## Task instructions
Only the lines that hold "extra" should be in the answer, each copied from the data below.

Records provided Start Marker

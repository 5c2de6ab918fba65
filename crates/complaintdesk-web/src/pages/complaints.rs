//! Complaints management panel

use super::panel_copy;
use crate::components::RecordsTable;
use complaintdesk_core::{Complaint, Section};
use leptos::prelude::*;

/// Heading plus the records table
#[component]
pub fn ComplaintsPage(
    /// Bundled records; the table works on its own copy
    complaints: Vec<Complaint>,
) -> impl IntoView {
    let copy = panel_copy(Section::Complaints);

    view! {
        <div class="page">
            <div class="page-header">
                <div>
                    <h1 class="page-title">{copy.title}</h1>
                    <p class="page-subtitle">{copy.subtitle}</p>
                </div>
            </div>
            <RecordsTable complaints />
        </div>
    }
}
//! Property-based tests for pagination windows and field validation

use catalog_core::pagination::{Paginated, Pagination, MAX_PER_PAGE};
use catalog_core::validation::{validate_name, validate_serial_number, MAX_NAME_LEN};
use catalog_core::Serial;
use proptest::prelude::*;

proptest! {
    /// Consecutive pages tile the id range: no overlap, no gap
    #[test]
    fn consecutive_pages_are_adjacent(page in 1u32..1_000, per_page in 0u32..500) {
        let current = Pagination::new(page, per_page);
        let next = Pagination::new(page + 1, per_page);

        prop_assert_eq!(current.offset() + u64::from(current.limit()), next.offset());
    }

    #[test]
    fn per_page_always_in_bounds(page in any::<u32>(), per_page in any::<u32>()) {
        let p = Pagination::new(page, per_page);
        prop_assert!(p.page >= 1);
        prop_assert!((1..=MAX_PER_PAGE).contains(&p.per_page));
    }

    /// Every item lands on exactly one page
    #[test]
    fn total_pages_covers_total(total in 0i64..100_000, per_page in 1u32..=MAX_PER_PAGE) {
        let paged: Paginated<()> = Paginated { items: vec![], total, page: 1, per_page };
        let pages = i64::from(paged.total_pages());

        prop_assert!(pages * i64::from(per_page) >= total);
        if total > 0 {
            prop_assert!((pages - 1) * i64::from(per_page) < total);
        }
    }

    /// Generated serial numbers always pass serial validation
    #[test]
    fn generated_serials_are_valid(product_id in 1i64..i64::MAX / 2, category_id in 1i64..i64::MAX / 2) {
        let number = Serial::number_for(product_id, category_id);
        prop_assert!(validate_serial_number(&number).is_ok());
        prop_assert!(number.starts_with(&product_id.to_string()));
        prop_assert!(number.ends_with(&category_id.to_string()));
    }

    /// Any non-blank name within the limit passes, whatever the script
    #[test]
    fn names_within_limit_pass(name in "[a-zA-Zà-ú0-9 ]{0,120}") {
        prop_assume!(!name.trim().is_empty());
        prop_assert!(validate_name("product name", &name).is_ok());
    }

    #[test]
    fn overlong_names_fail(extra in 1usize..50) {
        let name = "x".repeat(MAX_NAME_LEN + extra);
        prop_assert!(validate_name("product name", &name).is_err());
    }
}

Records provided End Marker

## Answer to the exercise
    fn overlong_names_fail(extra in 1usize..50) {
        let name = "x".repeat(MAX_NAME_LEN + extra);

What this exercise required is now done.